▶ EXERCISE
Begin with the line containing "Ok(IsoDateModel(d))" and copy each line exactly through the last line of the entries, inclusive.
=== DATA LISTING ===
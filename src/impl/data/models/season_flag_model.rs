use std::str::FromStr;

use serde::Deserialize;

use crate::errors::Error;

/// Boolean baseline-season flag. Input tables carry "True"/"False"; "1"/"0"
/// and lowercase spellings are accepted as well.
#[derive(Debug)]
pub(crate) struct SeasonFlagModel(pub(crate) bool);

impl FromStr for SeasonFlagModel {
    type Err = Error;

    fn from_str(s: &str) -> Result<Self, Self::Err> {
        match s.trim() {
            "True" | "true" | "TRUE" | "1" => Ok(SeasonFlagModel(true)),
            "False" | "false" | "FALSE" | "0" => Ok(SeasonFlagModel(false)),
            other => Err(Error::InvalidSeasonFlag {
                value: other.to_string(),
            }),
        }
    }
}

impl<'de> Deserialize<'de> for SeasonFlagModel {
    fn deserialize<D>(deserializer: D) -> Result<SeasonFlagModel, D::Error>
    where
        D: serde::Deserializer<'de>,
    {
        let s = String::deserialize(deserializer)?;
        SeasonFlagModel::from_str(&s).map_err(serde::de::Error::custom)
    }
}

impl From<SeasonFlagModel> for bool {
    fn from(model: SeasonFlagModel) -> Self {
        model.0
    }
}
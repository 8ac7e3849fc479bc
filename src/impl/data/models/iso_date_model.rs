use std::str::FromStr;

use chrono::NaiveDate;
use serde::Deserialize;

use crate::errors::Error;

#[derive(Debug)]
pub(crate) struct IsoDateModel(NaiveDate);

impl FromStr for IsoDateModel {
    type Err = Error;

    fn from_str(s: &str) -> Result<Self, Self::Err> {
        let d = NaiveDate::parse_from_str(s, "%Y-%m-%d").map_err(|_| Error::InvalidIsoDate {
            date: s.to_string(),
        })?;
        Ok(IsoDateModel(d))
    }
}

impl<'de> Deserialize<'de> for IsoDateModel {
    fn deserialize<D>(deserializer: D) -> Result<IsoDateModel, D::Error>
    where
        D: serde::Deserializer<'de>,
    {
        let s = String::deserialize(deserializer)?;
        IsoDateModel::from_str(&s).map_err(serde::de::Error::custom)
    }
}

impl From<IsoDateModel> for NaiveDate {
    fn from(model: IsoDateModel) -> Self {
        model.0
    }
}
===
▶ ANSWER SPACE
        Ok(IsoDateModel(d))
    }
}

impl<'de> Deserialize<'de> for IsoDateModel {
    fn deserialize<D>(deserializer: D) -> Result<IsoDateModel, D::Error>
    where
        D: serde::Deserializer<'de>,
    {
        let s = String::deserialize(deserializer)?;
        IsoDateModel::from_str(&s).map_err(serde::de::Error::custom)
    }
}

impl From<IsoDateModel> for NaiveDate {
    fn from(model: IsoDateModel) -> Self {
        model.0
    }
}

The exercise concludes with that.